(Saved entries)
◇ ◇ ◇ ◇
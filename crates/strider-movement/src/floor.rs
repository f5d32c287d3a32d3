//! Floor detection
//!
//! Every ground routine works from a [`FloorResult`]: a downward capsule
//! sweep, backed up by a line trace along the capsule axis when the sweep
//! lands on an edge or starts inside geometry. Distances are measured from
//! the bottom of the capsule along capsule-down and may be negative when the
//! capsule is slightly embedded.

use glam::{Quat, Vec3};
use strider_core::math::{safe_normal, KINDA_SMALL, THRESH_NORMALS_ARE_PARALLEL};
use strider_core::{CollisionShape, CollisionWorld, Hit, QueryFilter};

use crate::character::{
    CharacterMovement, MAX_FLOOR_DIST, MIN_FLOOR_DIST, SWEEP_EDGE_REJECT_DISTANCE,
};

/// Result of a floor query below the capsule.
#[derive(Debug, Clone, Default, PartialEq)]
pub struct FloorResult {
    /// A blocking hit was found by the sweep or the line trace
    pub blocking_hit: bool,
    /// The hit surface can be walked on
    pub walkable_floor: bool,
    /// The result came from the line trace rather than the sweep
    pub line_trace: bool,
    /// Distance from the capsule bottom to the floor found by the sweep
    pub floor_dist: f32,
    /// Distance to the floor found by the line trace
    pub line_dist: f32,
    pub hit: Hit,
}

impl FloorResult {
    pub fn clear(&mut self) {
        *self = FloorResult::default();
    }

    pub fn is_walkable_floor(&self) -> bool {
        self.blocking_hit && self.walkable_floor
    }

    pub fn distance_to_floor(&self) -> f32 {
        if self.line_trace {
            self.line_dist
        } else {
            self.floor_dist
        }
    }

    pub fn set_from_sweep(&mut self, hit: Hit, floor_dist: f32, walkable: bool) {
        self.blocking_hit = hit.is_valid_blocking_hit();
        self.walkable_floor = walkable;
        self.line_trace = false;
        self.floor_dist = floor_dist;
        self.line_dist = 0.0;
        self.hit = hit;
    }

    /// Replace the normals and surface of the sweep hit with a line trace hit.
    ///
    /// Requires an existing blocking sweep; the sweep's time, location and
    /// trace ends are kept.
    pub fn set_from_line_trace(&mut self, hit: Hit, floor_dist: f32, line_dist: f32, walkable: bool) {
        if !(self.hit.blocking && hit.blocking) {
            return;
        }
        let old = std::mem::replace(&mut self.hit, hit);
        self.hit.time = old.time;
        self.hit.impact_point = old.impact_point;
        self.hit.location = old.location;
        self.hit.trace_start = old.trace_start;
        self.hit.trace_end = old.trace_end;

        self.line_trace = true;
        self.floor_dist = floor_dist;
        self.line_dist = line_dist;
        self.walkable_floor = walkable;
    }
}

/// True if `point` lies within the capsule's footprint, minus the edge rejection margin.
pub fn is_within_edge_tolerance(location: Vec3, capsule_down: Vec3, radius: f32, point: Vec3) -> bool {
    let on_axis = location + capsule_down * (point - location).dot(capsule_down);
    let dist_sq = (on_axis - point).length_squared();
    let reduced = KINDA_SMALL.max(radius - SWEEP_EDGE_REJECT_DISTANCE);
    dist_sq < reduced * reduced
}

impl CharacterMovement {
    /// Whether `hit` is a surface this character can stand on.
    pub fn is_walkable(&self, hit: &Hit) -> bool {
        if !hit.is_valid_blocking_hit() {
            return false;
        }
        let threshold = hit
            .props
            .walkable_override
            .modify_walkable_floor_z(self.config.walkable_floor_z);
        hit.impact_normal.dot(self.component_axis_z()) >= threshold
    }

    /// Perch threshold clamped to be non-negative.
    pub fn perch_radius_threshold(&self) -> f32 {
        self.config.perch_radius_threshold.max(0.0)
    }

    /// Radius within which the character can stand on an edge.
    pub fn valid_perch_radius(&self) -> f32 {
        (self.radius - self.perch_radius_threshold()).clamp(0.11, self.radius.max(0.11))
    }

    /// Compute the distance to the floor below `location`.
    ///
    /// The sweep distance must be at least the line distance. A valid
    /// downward sweep already performed by the caller can be passed in to
    /// skip the sweep.
    pub fn compute_floor_dist(
        &self,
        world: &dyn CollisionWorld,
        location: Vec3,
        line_distance: f32,
        sweep_distance: f32,
        sweep_radius: f32,
        downward_hit: Option<&Hit>,
    ) -> FloorResult {
        let mut result = FloorResult::default();
        let radius = self.radius;
        let half_height = self.half_height;
        let capsule_down = -self.component_axis_z();

        let mut skip_sweep = false;
        if let Some(downward) = downward_hit.filter(|hit| hit.is_valid_blocking_hit()) {
            let dot = capsule_down.dot(safe_normal(downward.trace_end - downward.trace_start));
            if dot >= THRESH_NORMALS_ARE_PARALLEL
                && is_within_edge_tolerance(
                    downward.location,
                    capsule_down,
                    radius,
                    downward.impact_point,
                )
            {
                skip_sweep = true;
                let walkable = self.is_walkable(downward);
                let floor_dist = (location - downward.location).length();
                result.set_from_sweep(downward.clone(), floor_dist, walkable);
                if walkable {
                    return result;
                }
            }
        }

        if sweep_distance < line_distance {
            debug_assert!(sweep_distance >= line_distance);
            return FloorResult::default();
        }

        let max_penetration_adjust = MAX_FLOOR_DIST.max(radius);

        if !skip_sweep && sweep_distance > 0.0 && sweep_radius > 0.0 {
            // A shorter capsule avoids odd results when starting on a surface
            let mut shrink_height = (half_height - radius) * (1.0 - 0.9);
            let mut trace_dist = sweep_distance + shrink_height;
            let mut test_radius = sweep_radius;
            let mut test_half_height = half_height - shrink_height;

            let mut hit = self.floor_sweep_test(
                world,
                location,
                location + capsule_down * trace_dist,
                test_radius,
                test_half_height,
            );

            if hit.blocking {
                if hit.start_penetrating
                    || !is_within_edge_tolerance(location, capsule_down, test_radius, hit.impact_point)
                {
                    // Retry with a thinner, shorter capsule to ignore adjacent geometry
                    shrink_height = (half_height - radius) * (1.0 - 0.1);
                    trace_dist = sweep_distance + shrink_height;
                    test_radius = (test_radius - SWEEP_EDGE_REJECT_DISTANCE - KINDA_SMALL).max(0.0);
                    test_half_height = (half_height - shrink_height).max(test_radius);
                    hit = self.floor_sweep_test(
                        world,
                        location,
                        location + capsule_down * trace_dist,
                        test_radius,
                        test_half_height,
                    );
                }

                let sweep_result = (hit.time * trace_dist - shrink_height).max(-max_penetration_adjust);
                let walkable_hit = hit.is_valid_blocking_hit() && self.is_walkable(&hit);
                result.set_from_sweep(hit, sweep_result, false);
                if walkable_hit && sweep_result <= sweep_distance {
                    result.walkable_floor = true;
                    return result;
                }
            }
        }

        // A missed sweep means the shorter line trace would miss too, unless the sweep was stuck
        if !result.blocking_hit && !result.hit.start_penetrating {
            result.floor_dist = sweep_distance;
            return result;
        }

        if line_distance > 0.0 {
            let trace_dist = line_distance + half_height;
            let hit = world.line_trace(
                location,
                location + capsule_down * trace_dist,
                &QueryFilter::default(),
            );
            if hit.blocking && hit.time > 0.0 {
                let line_result = (hit.time * trace_dist - half_height).max(-max_penetration_adjust);
                result.blocking_hit = true;
                if line_result <= line_distance && self.is_walkable(&hit) {
                    let floor_dist = result.floor_dist;
                    result.set_from_line_trace(hit, floor_dist, line_result, true);
                    return result;
                }
            }
        }

        result.walkable_floor = false;
        result.floor_dist = sweep_distance;
        result
    }

    /// Sweep used by the floor check: the capsule itself, or an enclosed box
    /// when flat-based floor checks are enabled.
    pub fn floor_sweep_test(
        &self,
        world: &dyn CollisionWorld,
        start: Vec3,
        end: Vec3,
        radius: f32,
        half_height: f32,
    ) -> Hit {
        let filter = QueryFilter::default();
        if !self.config.use_flat_base_for_floor_checks {
            return world.sweep_capsule(start, end, self.rotation, radius, half_height, &filter);
        }

        let half_extents = Vec3::new(radius * 0.707, radius * 0.707, half_height);
        let box_up = self.component_axis_z();
        let box_rotation = strider_core::math::make_from_z(box_up);

        // Corners along the major axes first, then the unrotated box
        let rotated = Quat::from_axis_angle(box_up, std::f32::consts::FRAC_PI_4) * box_rotation;
        let hit = world.sweep_box(start, end, rotated, half_extents, &filter);
        if hit.blocking {
            return hit;
        }
        world.sweep_box(start, end, box_rotation, half_extents, &filter)
    }

    /// Find the floor below `location`, reusing the cached floor when allowed.
    pub fn find_floor(
        &mut self,
        world: &dyn CollisionWorld,
        location: Vec3,
        can_use_cached: bool,
        downward_hit: Option<&Hit>,
    ) -> FloorResult {
        if !self.has_valid_data() {
            return FloorResult::default();
        }

        // Slightly longer while walking so the height adjustment cannot invalidate the result
        let height_check_adjust = if self.is_moving_on_ground() {
            MAX_FLOOR_DIST + KINDA_SMALL
        } else {
            -MAX_FLOOR_DIST
        };
        let check_dist = MAX_FLOOR_DIST.max(self.config.max_step_height + height_check_adjust);

        let mut need_to_validate = true;
        let mut result = if self.config.always_check_floor
            || !can_use_cached
            || self.force_next_floor_check
            || self.just_teleported
        {
            self.force_next_floor_check = false;
            self.compute_floor_dist(world, location, check_dist, check_dist, self.radius, downward_hit)
        } else {
            let base = self.based.base;
            if let Some(base) = base {
                self.force_next_floor_check = world.is_dynamic_base(base);
            }
            if !self.force_next_floor_check && base.is_some() {
                need_to_validate = false;
                self.current_floor.clone()
            } else {
                self.force_next_floor_check = false;
                self.compute_floor_dist(world, location, check_dist, check_dist, self.radius, downward_hit)
            }
        };

        if need_to_validate
            && result.blocking_hit
            && !result.line_trace
            && self.should_compute_perch_result(&result.hit, true)
        {
            let mut max_perch_dist = check_dist;
            if self.is_moving_on_ground() {
                max_perch_dist += self.config.perch_additional_height.max(0.0);
            }

            match self.compute_perch_result(world, self.valid_perch_radius(), &result.hit, max_perch_dist) {
                Some(perch) => {
                    // Keep the height adjustment from lifting us beyond the perch distance
                    let avg_floor_dist = (MIN_FLOOR_DIST + MAX_FLOOR_DIST) * 0.5;
                    let move_up = avg_floor_dist - result.floor_dist;
                    if move_up + perch.floor_dist >= max_perch_dist {
                        result.floor_dist = avg_floor_dist;
                    }
                    if !result.walkable_floor {
                        let floor_dist = result.floor_dist;
                        let line_dist = perch.floor_dist.min(perch.line_dist);
                        result.set_from_line_trace(perch.hit, floor_dist, line_dist, true);
                    }
                }
                None => result.walkable_floor = false,
            }
        }

        result
    }

    /// Whether a floor hit is far enough out on an edge to need a perch check.
    pub fn should_compute_perch_result(&self, hit: &Hit, check_radius: bool) -> bool {
        if !hit.is_valid_blocking_hit() {
            return false;
        }
        if self.perch_radius_threshold() <= SWEEP_EDGE_REJECT_DISTANCE {
            return false;
        }
        if check_radius {
            let capsule_down = -self.component_axis_z();
            let on_axis = hit.location + capsule_down * (hit.impact_point - hit.location).dot(capsule_down);
            let dist_sq = (on_axis - hit.impact_point).length_squared();
            let perch_radius = self.valid_perch_radius();
            if dist_sq <= perch_radius * perch_radius {
                return false;
            }
        }
        true
    }

    /// Check for a walkable floor below `hit` using a reduced radius.
    ///
    /// Returns the floor found, or `None` if there is nothing walkable within
    /// `max_floor_dist` of the capsule base.
    pub fn compute_perch_result(
        &self,
        world: &dyn CollisionWorld,
        test_radius: f32,
        hit: &Hit,
        max_floor_dist: f32,
    ) -> Option<FloorResult> {
        if max_floor_dist <= 0.0 {
            return None;
        }

        let capsule_down = -self.component_axis_z();
        let on_axis = hit.location + capsule_down * (hit.impact_point - hit.location).dot(capsule_down);
        let hit_above_base = (on_axis - (hit.location + capsule_down * self.half_height)).length();
        let line_dist = (max_floor_dist - hit_above_base).max(0.0);
        let sweep_dist = max_floor_dist.max(0.0) + self.radius;

        let perch = self.compute_floor_dist(world, hit.location, line_dist, sweep_dist, test_radius, None);
        if !perch.is_walkable_floor() || hit_above_base + perch.floor_dist > max_floor_dist {
            return None;
        }
        Some(perch)
    }

    /// Build a capsule shape of the current size.
    pub fn capsule_shape(&self) -> CollisionShape {
        CollisionShape::capsule(self.radius, self.half_height)
    }
}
◇ ◇ ◇ ◇
Reproduce exactly the lines above from the line with "a perch check." to the line with "let hit_above_base = (on_axis", including both, and add nothing.

WRITTEN ANSWER –
    /// Whether a floor hit is far enough out on an edge to need a perch check.
    pub fn should_compute_perch_result(&self, hit: &Hit, check_radius: bool) -> bool {
        if !hit.is_valid_blocking_hit() {
            return false;
        }
        if self.perch_radius_threshold() <= SWEEP_EDGE_REJECT_DISTANCE {
            return false;
        }
        if check_radius {
            let capsule_down = -self.component_axis_z();
            let on_axis = hit.location + capsule_down * (hit.impact_point - hit.location).dot(capsule_down);
            let dist_sq = (on_axis - hit.impact_point).length_squared();
            let perch_radius = self.valid_perch_radius();
            if dist_sq <= perch_radius * perch_radius {
                return false;
            }
        }
        true
    }

    /// Check for a walkable floor below `hit` using a reduced radius.
    ///
    /// Returns the floor found, or `None` if there is nothing walkable within
    /// `max_floor_dist` of the capsule base.
    pub fn compute_perch_result(
        &self,
        world: &dyn CollisionWorld,
        test_radius: f32,
        hit: &Hit,
        max_floor_dist: f32,
    ) -> Option<FloorResult> {
        if max_floor_dist <= 0.0 {
            return None;
        }

        let capsule_down = -self.component_axis_z();
        let on_axis = hit.location + capsule_down * (hit.impact_point - hit.location).dot(capsule_down);
        let hit_above_base = (on_axis - (hit.location + capsule_down * self.half_height)).length();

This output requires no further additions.